02/13/2020
Bringing a long-running research project to the patient bedside, Dr. Sharifi validated that men with the HSD3B1(1245C) variant more quickly develop treatment-resistant cancer and have shorter survival, suggesting genetic testing may be helpful in personalized treatment planning.
In a new clinical study published in JAMA Oncology, Nima Sharifi, MD, Department of Cancer Biology, and colleagues show that in men with low-volume metastatic prostate cancer, the genetic variant HSD3B1(1245C) is associated with faster progression to treatment resistance and shorter overall survival. This study—the first clinical trial validation of the relationship between HSD3B1 status and clinical outcomes—suggests that genetic testing for the presence of HSD3B1(1245C) may help physicians identify those patients most likely to benefit from additional and more aggressive treatment.

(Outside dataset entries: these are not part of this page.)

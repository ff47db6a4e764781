// Copyright (c) 2025 Felix Kahle.
//
// Permission is hereby granted, free of charge, to any person obtaining
// a copy of this software and associated documentation files (the
// "Software"), to deal in the Software without restriction, including
// without limitation the rights to use, copy, modify, merge, publish,
// distribute, sublicense, and/or sell copies of the Software, and to
// permit persons to whom the Software is furnished to do so, subject to
// the following conditions:
//
// The above copyright notice and this permission notice shall be
// included in all copies or substantial portions of the Software.
//
// THE SOFTWARE IS PROVIDED "AS IS", WITHOUT WARRANTY OF ANY KIND,
// EXPRESS OR IMPLIED, INCLUDING BUT NOT LIMITED TO THE WARRANTIES OF
// MERCHANTABILITY, FITNESS FOR A PARTICULAR PURPOSE AND
// NONINFRINGEMENT. IN NO EVENT SHALL THE AUTHORS OR COPYRIGHT HOLDERS BE
// LIABLE FOR ANY CLAIM, DAMAGES OR OTHER LIABILITY, WHETHER IN AN ACTION
// OF CONTRACT, TORT OR OTHERWISE, ARISING FROM, OUT OF OR IN CONNECTION
// WITH THE SOFTWARE OR THE USE OR OTHER DEALINGS IN THE SOFTWARE.

//! Seeded random snapshot generation.
//!
//! `ScenarioGenerator` draws every quantity uniformly from its configured
//! range: first the available vector, then the assigned matrix row by row,
//! then the total demand matrix row by row. The need matrix is derived from
//! total demand, so it is non-negative whenever the configuration is valid.
//! With a seeded `ChaCha8Rng` the sequence of generated snapshots is fully
//! reproducible.

use crate::config::{QuantityRange, ScenarioConfig};
use rand::{Rng, SeedableRng};
use rand_chacha::ChaCha8Rng;
use solvency_model::{error::InvalidStateError, state::ResourceState};

/// Generates random resource allocation snapshots.
#[derive(Debug, Clone)]
pub struct ScenarioGenerator<R>
where
    R: Rng,
{
    config: ScenarioConfig,
    rng: R,
}

impl ScenarioGenerator<ChaCha8Rng> {
    /// Creates a deterministic generator seeded with `seed`.
    #[inline]
    pub fn from_seed(config: ScenarioConfig, seed: u64) -> Self {
        Self::new(config, ChaCha8Rng::seed_from_u64(seed))
    }
}

impl<R> ScenarioGenerator<R>
where
    R: Rng,
{
    /// Creates a generator drawing from `rng`.
    #[inline]
    pub fn new(config: ScenarioConfig, rng: R) -> Self {
        Self { config, rng }
    }

    /// Returns the configuration of this generator.
    #[inline]
    pub fn config(&self) -> &ScenarioConfig {
        &self.config
    }

    /// Generates the next snapshot.
    ///
    /// # Errors
    ///
    /// Construction cannot fail for a configuration obtained from
    /// `ScenarioConfigBuilder::build`; the error is still propagated rather
    /// than assumed away.
    pub fn generate(&mut self) -> Result<ResourceState<i64>, InvalidStateError<i64>> {
        let num_resources = self.config.num_resources();
        let num_processes = self.config.num_processes();

        let available = self.sample_row(num_resources, self.config.available());
        let assigned = self.sample_matrix(num_processes, num_resources, self.config.assigned());
        let total_demand =
            self.sample_matrix(num_processes, num_resources, self.config.total_demand());

        ResourceState::from_total_demand(available, assigned, total_demand)
    }

    #[inline]
    fn sample_matrix(&mut self, rows: usize, len: usize, range: QuantityRange) -> Vec<Vec<i64>> {
        (0..rows).map(|_| self.sample_row(len, range)).collect()
    }

    #[inline]
    fn sample_row(&mut self, len: usize, range: QuantityRange) -> Vec<i64> {
        (0..len)
            .map(|_| self.rng.random_range(range.min..=range.max))
            .collect()
    }
}

impl<R> Iterator for ScenarioGenerator<R>
where
    R: Rng,
{
    type Item = Result<ResourceState<i64>, InvalidStateError<i64>>;

    fn next(&mut self) -> Option<Self::Item> {
        Some(self.generate())
    }
}

#[cfg(test)]
mod tests {
    use super::*;
    use solvency_model::index::ProcessIndex;

    fn small_config() -> ScenarioConfig {
        ScenarioConfig::builder()
            .num_resources(4)
            .num_processes(6)
            .build()
            .unwrap()
    }

    #[test]
    fn test_same_seed_yields_same_states() {
        let mut a = ScenarioGenerator::from_seed(small_config(), 1234);
        let mut b = ScenarioGenerator::from_seed(small_config(), 1234);
        for _ in 0..10 {
            let sa = a.generate().unwrap();
            let sb = b.generate().unwrap();
            assert_eq!(sa.available(), sb.available());
            assert_eq!(sa.assigned(), sb.assigned());
            assert_eq!(sa.need(), sb.need());
        }
    }

    #[test]
    fn test_different_seeds_diverge() {
        let config = ScenarioConfig::default();
        let a: Vec<_> = ScenarioGenerator::from_seed(config, 1)
            .take(5)
            .map(|s| s.unwrap().need().to_vec())
            .collect();
        let b: Vec<_> = ScenarioGenerator::from_seed(config, 2)
            .take(5)
            .map(|s| s.unwrap().need().to_vec())
            .collect();
        assert_ne!(a, b);
    }

    #[test]
    fn test_values_stay_within_configured_ranges() {
        let config = ScenarioConfig::default();
        let mut generator = ScenarioGenerator::from_seed(config, 99);
        for _ in 0..50 {
            let state = generator.generate().unwrap();
            assert_eq!(state.num_resources(), config.num_resources());
            assert_eq!(state.num_processes(), config.num_processes());
            assert!(
                state
                    .available()
                    .iter()
                    .all(|&v| config.available().contains(v))
            );
            for p in state.processes() {
                for r in state.resources() {
                    let held = state.assigned_of(p, r);
                    let need = state.need_of(p, r);
                    assert!(config.assigned().contains(held));
                    assert!(config.total_demand().contains(state.total_demand_of(p, r)));
                    assert!(need >= 0);
                    assert_eq!(need + held, state.total_demand_of(p, r));
                }
            }
        }
    }

    #[test]
    fn test_fixed_ranges_produce_fixed_state() {
        let config = ScenarioConfig::builder()
            .num_resources(2)
            .num_processes(3)
            .available(QuantityRange::exactly(7))
            .assigned(QuantityRange::exactly(1))
            .total_demand(QuantityRange::exactly(5))
            .build()
            .unwrap();
        let state = ScenarioGenerator::from_seed(config, 0).generate().unwrap();
        assert_eq!(state.available(), &[7, 7]);
        assert_eq!(state.process_need(ProcessIndex::new(2)), &[4, 4]);
    }

    #[test]
    fn test_custom_rng_is_used() {
        let rng = ChaCha8Rng::seed_from_u64(5);
        let mut from_rng = ScenarioGenerator::new(small_config(), rng);
        let mut from_seed = ScenarioGenerator::from_seed(small_config(), 5);
        assert_eq!(
            from_rng.generate().unwrap().need(),
            from_seed.generate().unwrap().need()
        );
        assert_eq!(from_rng.config(), &small_config());
    }
}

Dr. Sharifi and his collaborators retrospectively analyzed data from a large, multicenter clinical trial testing the efficacy of androgen deprivation therapy (ADT) alone or in combination with the drug docetaxel in prostate cancer. They compared clinical outcomes—including measures of castration resistance and overall survival—between men who carried the variant versus those who did not.
The researchers found that regardless of the use of docetaxel, HSD3B1(1245C) inheritance is associated with earlier development of castration resistant prostate cancer and shorter survival in men with low-volume metastatic prostate cancer. Interestingly, HSD3B1(1245C) exerted the same negative effect on survival despite the administration of any other therapies following the development castration resistance.
Dr. Sharifi notes that it is not necessarily surprising that HSD3B1(1245C) was not found to influence clinical outcomes in men with high-volume prostate cancer, as previous research has shown that disease progression and burden is vastly different between high- and low-volume prostate cancer.
Taken together, these findings suggest that the presence or absence of HSD3B1(1245C) can be used to help identify men with low-volume metastatic prostate cancer most at risk for quick progression to castration resistance and earlier death—a discovery with significant implications for clinical care and genetic counseling.
It is important to note that due to the patient population enrolled in the original clinical trial and genetic variant frequencies, only Caucasian men were included in this analysis. Validating this association with a more diverse population will be a central next line of investigation.
In 2013, Dr. Sharifi made the paradigm-shifting discovery that the HSD3B1(1245C) variant helps prostate cancer cells evade ADT, the first line defense against prostate cancer. ADT works by cutting off cells’ supply of testicular androgens, hormones that fuel cancer cells to grow and spread. He showed that in men with the genetic change, cancer cells adapt to produce their own androgens, which leads to progression to castration resistant prostate cancer. In 2017, he received the national Top Ten Clinical Achievement Award from the Clinical Research Forum for his discoveries linking HSD3B1(1245C) with poor prostate cancer outcomes.
“These findings represent a 7-year research story that started at the lab bench finally reaching the patient bedside,” said Dr. Sharifi. “As the team has shown here, incorporating clinical genotyping in prostate cancer as part of routine care has significant potential to improve treatment success and quality and length of life for men living with prostate cancer who carry the HSD3B1(1245C) variant. This work is another step in that direction.”
Dr. Sharifi holds the Kendrick Family Chair for Prostate Cancer Research at Cleveland Clinic and directs the Cleveland Clinic Genitourinary Malignancies Research Center. He has joint appointments in the Glickman Urological & Kidney Institute and Taussig Cancer Institute.
Jason Hearn, MD, Department of Radiation Oncology, University of Michigan, is first author on the study, which was supported in part by the National Cancer Institute, part of the National Institutes of Health, the U.S. Department of Defense and the Prostate Cancer Foundation.